We will write comprehensively about the new public charge rule in the near future. Below, we list some of the key points of the rule which applicants who are subject to the public charge ground of inadmissibility must be aware of going forward.

  • The new public rule only applies to applications filed on or after February 24, 2020. Thus, applications that were properly filed before February 24, 2020, are not affected by the new public charge final rule. They will continue to be governed by prior public charge guidance [see article]. The USCIS is treating all references to “October 15, 2019” in the public charge rule, the originally intended effective date, as if they refer to “February 24, 2020.”
  • For those who are subject to the new public charge rule, the USCIS will not consider, and applicants and petitioners do not need to report, “the application for, certification or approval to receive, or receipt of certain previously excluded non-cash public benefits (such as SNAP, most forms of Medicaid, and public housing) before February 24, 2020.” The USCIS will also not consider the receipt of previously included public benefits before February 24, 2020, as a heavily-weighted negative factor in the public charge determination.
  • Extension of stay and change of nonimmigrant status applicants need not report affected public benefits received before February 24, 2020.
  • The new public charge rule does not apply to deportability on public charge grounds, which we discuss in a separate article [see article].
  • The new public charge rule defines the term “public charge” as an alien who has received one or more public benefits, as defined in the final rule, for more than 12 months within any 36 month period. The 12 months are counted cumulatively, and thus need not be consecutive.
  • The public charge rule defines the term “public benefits” as including any cash benefits for income maintenance, Supplemental Security income, Temporary Assistance to Needy Families, Supplemental Nutrition Assistance Program, most forms of Medicaid, and certain housing programs.
  • Adjustment of status applicants who are subject to the new public charge rule must file the new Form I-944, Declaration of Self-Sufficiency, when they file their Form I-485, Application to Register Permanent Residence or Adjust Status.
  • Applicants and petitioners filing on or after February 24, 2020, must use the updated versions of USCIS forms affected by the public charge final rule. Using a prior edition of one of the forms will result in the denial of the application. We list the forms affected by the rule in a separate post [see blog].

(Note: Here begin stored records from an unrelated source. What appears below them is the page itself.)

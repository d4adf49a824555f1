//! Plain streaming write mount: every created file becomes one upload
//! stream, finalized at release. Used by the IR extraction pipeline,
//! which writes each output file exactly once, front to back.

use std::collections::{HashMap, HashSet};
use std::ffi::OsStr;
use std::sync::Arc;
use std::time::SystemTime;

use fuser::{
    Errno, FileAttr, FileHandle, FileType, Filesystem, FopenFlags, Generation, INodeNo,
    LockOwner, OpenFlags, ReplyAttr, ReplyCreate, ReplyData, ReplyDirectory,
    ReplyEmpty, ReplyEntry, ReplyOpen, ReplyWrite, Request, TimeOrNow, WriteFlags,
};
use nix::unistd::{getgid, getuid};
use parking_lot::Mutex;
use tracing::{debug, error};

use crate::fs::inode::InodeTable;
use crate::fs::{dir_attr, errno_for, file_attr, FILE_PERM, TTL};
use crate::s3path::S3MountConfig;
use crate::store::{Connection, UploadStream};

struct StreamWriteState {
    inodes: InodeTable,
    object_streams: HashMap<String, UploadStream>,
    created_directory_paths: HashSet<String>,
    created_file_paths: HashSet<String>,
}

pub struct StreamWriteFs {
    config: S3MountConfig,
    connection: Arc<Connection>,
    uid: u32,
    gid: u32,
    state: Mutex<StreamWriteState>,
}

impl StreamWriteFs {
    pub fn new(config: S3MountConfig, connection: Arc<Connection>) -> Self {
        debug!("initialized stream-per-file write mount");
        StreamWriteFs {
            config,
            connection,
            uid: getuid().as_raw(),
            gid: getgid().as_raw(),
            state: Mutex::new(StreamWriteState {
                inodes: InodeTable::new(),
                object_streams: HashMap::new(),
                created_directory_paths: HashSet::new(),
                created_file_paths: HashSet::new(),
            }),
        }
    }

    fn attr_for_path(
        &self,
        state: &StreamWriteState,
        fuse_path: &str,
        ino: u64,
    ) -> std::result::Result<FileAttr, Errno> {
        let epoch = SystemTime::UNIX_EPOCH;
        if fuse_path == "/" || state.created_directory_paths.contains(fuse_path) {
            return Ok(dir_attr(ino, self.uid, self.gid, epoch));
        }
        if state.created_file_paths.contains(fuse_path) {
            // Only the file type matters to the writer; sizes are fixed.
            return Ok(file_attr(ino, 512, FILE_PERM, self.uid, self.gid, epoch));
        }
        Err(Errno::ENOENT)
    }

    fn path_for(&self, ino: INodeNo) -> Option<String> {
        self.state.lock().inodes.path(ino.0).map(str::to_string)
    }
}

impl Filesystem for StreamWriteFs {
    fn lookup(&self, _req: &Request, parent: INodeNo, name: &OsStr, reply: ReplyEntry) {
        let Some(name) = name.to_str() else {
            reply.error(Errno::ENOENT);
            return;
        };
        let mut state = self.state.lock();
        let Some(parent_path) = state.inodes.path(parent.0).map(str::to_string) else {
            reply.error(Errno::ENOENT);
            return;
        };
        let fuse_path = InodeTable::child_path(&parent_path, name);
        let ino = state.inodes.ino(&fuse_path);
        match self.attr_for_path(&state, &fuse_path, ino) {
            Ok(attr) => reply.entry(&TTL, &attr, Generation(0)),
            Err(errno) => reply.error(errno),
        }
    }

    fn getattr(&self, _req: &Request, ino: INodeNo, _fh: Option<FileHandle>, reply: ReplyAttr) {
        let state = self.state.lock();
        let Some(fuse_path) = state.inodes.path(ino.0).map(str::to_string) else {
            reply.error(Errno::ENOENT);
            return;
        };
        debug!(path = %fuse_path, "getattr");
        match self.attr_for_path(&state, &fuse_path, ino.0) {
            Ok(attr) => reply.attr(&TTL, &attr),
            Err(errno) => reply.error(errno),
        }
    }

    fn mkdir(
        &self,
        _req: &Request,
        parent: INodeNo,
        name: &OsStr,
        _mode: u32,
        _umask: u32,
        reply: ReplyEntry,
    ) {
        let Some(name) = name.to_str() else {
            reply.error(Errno::EIO);
            return;
        };
        let mut state = self.state.lock();
        let Some(parent_path) = state.inodes.path(parent.0).map(str::to_string) else {
            reply.error(Errno::ENOENT);
            return;
        };
        let fuse_path = InodeTable::child_path(&parent_path, name);
        debug!(path = %fuse_path, "mkdir");
        state.created_directory_paths.insert(fuse_path.clone());
        let ino = state.inodes.ino(&fuse_path);
        let attr = dir_attr(ino, self.uid, self.gid, SystemTime::UNIX_EPOCH);
        reply.entry(&TTL, &attr, Generation(0));
    }

    fn create(
        &self,
        _req: &Request,
        parent: INodeNo,
        name: &OsStr,
        _mode: u32,
        _umask: u32,
        _flags: i32,
        reply: ReplyCreate,
    ) {
        let Some(name) = name.to_str() else {
            reply.error(Errno::EIO);
            return;
        };
        let mut state = self.state.lock();
        let Some(parent_path) = state.inodes.path(parent.0).map(str::to_string) else {
            reply.error(Errno::ENOENT);
            return;
        };
        let fuse_path = InodeTable::child_path(&parent_path, name);
        debug!(path = %fuse_path, "create");

        let key = self.config.prefixed_key(&fuse_path);
        match UploadStream::open(&self.connection, key) {
            Ok(stream) => {
                state.object_streams.insert(fuse_path.clone(), stream);
                state.created_file_paths.insert(fuse_path.clone());
                let ino = state.inodes.ino(&fuse_path);
                let attr = file_attr(ino, 0, FILE_PERM, self.uid, self.gid, SystemTime::UNIX_EPOCH);
                reply.created(
                    &TTL,
                    &attr,
                    Generation(0),
                    FileHandle(0),
                    FopenFlags::FOPEN_KEEP_CACHE,
                );
            }
            Err(err) => {
                error!(path = %fuse_path, %err, "failed to open upload stream");
                reply.error(errno_for(&err));
            }
        }
    }

    fn open(&self, _req: &Request, _ino: INodeNo, _flags: OpenFlags, reply: ReplyOpen) {
        // Existing files cannot be reopened; only creation is supported.
        reply.error(Errno::EACCES);
    }

    fn write(
        &self,
        _req: &Request,
        ino: INodeNo,
        _fh: FileHandle,
        offset: u64,
        data: &[u8],
        _write_flags: WriteFlags,
        _flags: OpenFlags,
        _lock_owner: Option<LockOwner>,
        reply: ReplyWrite,
    ) {
        let Some(fuse_path) = self.path_for(ino) else {
            reply.error(Errno::ENOENT);
            return;
        };
        debug!(path = %fuse_path, length = data.len(), offset, "write");
        let mut state = self.state.lock();
        match state.object_streams.get_mut(&fuse_path) {
            Some(stream) => match stream.write_at(data, offset.max(0) as u64) {
                Ok(written) => reply.written(written as u32),
                Err(err) => {
                    error!(path = %fuse_path, %err, "upload write failed");
                    reply.error(errno_for(&err));
                }
            },
            None => {
                debug!(path = %fuse_path, "write to a file that was never created");
                reply.error(Errno::EACCES);
            }
        }
    }

    fn read(
        &self,
        _req: &Request,
        _ino: INodeNo,
        _fh: FileHandle,
        _offset: u64,
        _size: u32,
        _flags: OpenFlags,
        _lock_owner: Option<LockOwner>,
        reply: ReplyData,
    ) {
        reply.error(Errno::EACCES);
    }

    fn readdir(
        &self,
        _req: &Request,
        ino: INodeNo,
        _fh: FileHandle,
        offset: u64,
        mut reply: ReplyDirectory,
    ) {
        let Some(fuse_path) = self.path_for(ino) else {
            reply.error(Errno::ENOENT);
            return;
        };
        let parent_ino = self
            .state
            .lock()
            .inodes
            .ino(crate::fs::parent_path(&fuse_path));
        let entries = [(ino.0, "."), (parent_ino, "..")];
        for (i, (entry_ino, name)) in entries.iter().enumerate().skip(offset as usize) {
            if reply.add(INodeNo(*entry_ino), (i + 1) as u64, FileType::Directory, name) {
                break;
            }
        }
        reply.ok();
    }

    fn setattr(
        &self,
        _req: &Request,
        _ino: INodeNo,
        _mode: Option<u32>,
        _uid: Option<u32>,
        _gid: Option<u32>,
        _size: Option<u64>,
        _atime: Option<TimeOrNow>,
        _mtime: Option<TimeOrNow>,
        _ctime: Option<std::time::SystemTime>,
        _fh: Option<FileHandle>,
        _crtime: Option<std::time::SystemTime>,
        _chgtime: Option<std::time::SystemTime>,
        _bkuptime: Option<std::time::SystemTime>,
        _flags: Option<fuser::BsdFileFlags>,
        reply: ReplyAttr,
    ) {
        reply.error(Errno::EROFS);
    }

    fn unlink(&self, _req: &Request, _parent: INodeNo, _name: &OsStr, reply: ReplyEmpty) {
        reply.error(Errno::EROFS);
    }

    fn flush(
        &self,
        _req: &Request,
        _ino: INodeNo,
        _fh: FileHandle,
        _lock_owner: LockOwner,
        reply: ReplyEmpty,
    ) {
        reply.ok();
    }

    fn fsync(
        &self,
        _req: &Request,
        _ino: INodeNo,
        _fh: FileHandle,
        _datasync: bool,
        reply: ReplyEmpty,
    ) {
        reply.ok();
    }

    fn release(
        &self,
        _req: &Request,
        ino: INodeNo,
        _fh: FileHandle,
        _flags: OpenFlags,
        _lock_owner: Option<LockOwner>,
        _flush: bool,
        reply: ReplyEmpty,
    ) {
        let Some(fuse_path) = self.path_for(ino) else {
            reply.ok();
            return;
        };
        debug!(path = %fuse_path, "release");
        let stream = self.state.lock().object_streams.remove(&fuse_path);
        match stream {
            Some(stream) => match stream.finish() {
                Ok(()) => {
                    debug!(path = %fuse_path, "streamed file to object store");
                    reply.ok();
                }
                Err(err) => {
                    error!(path = %fuse_path, %err, "upload failed");
                    reply.error(errno_for(&err));
                }
            },
            None => reply.ok(),
        }
    }
}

The new public charge rule is a significant development in immigration law, creating a higher burden for family-sponsored cases and other cases where the public charge ground of inadmissibility is relevant. Petitioners and applicants should consult with an experienced immigration attorney for case-specific guidance on the effect of the new rule on their cases. We will update the site with comprehensive information about the new public charge rule in the near future.

Please visit the nyc immigration lawyers website for further information. The Law Offices of Grinberg & Segal, PLLC focuses vast segment of its practice on immigration law. This steadfast dedication has resulted in thousands of immigrants throughout the United States.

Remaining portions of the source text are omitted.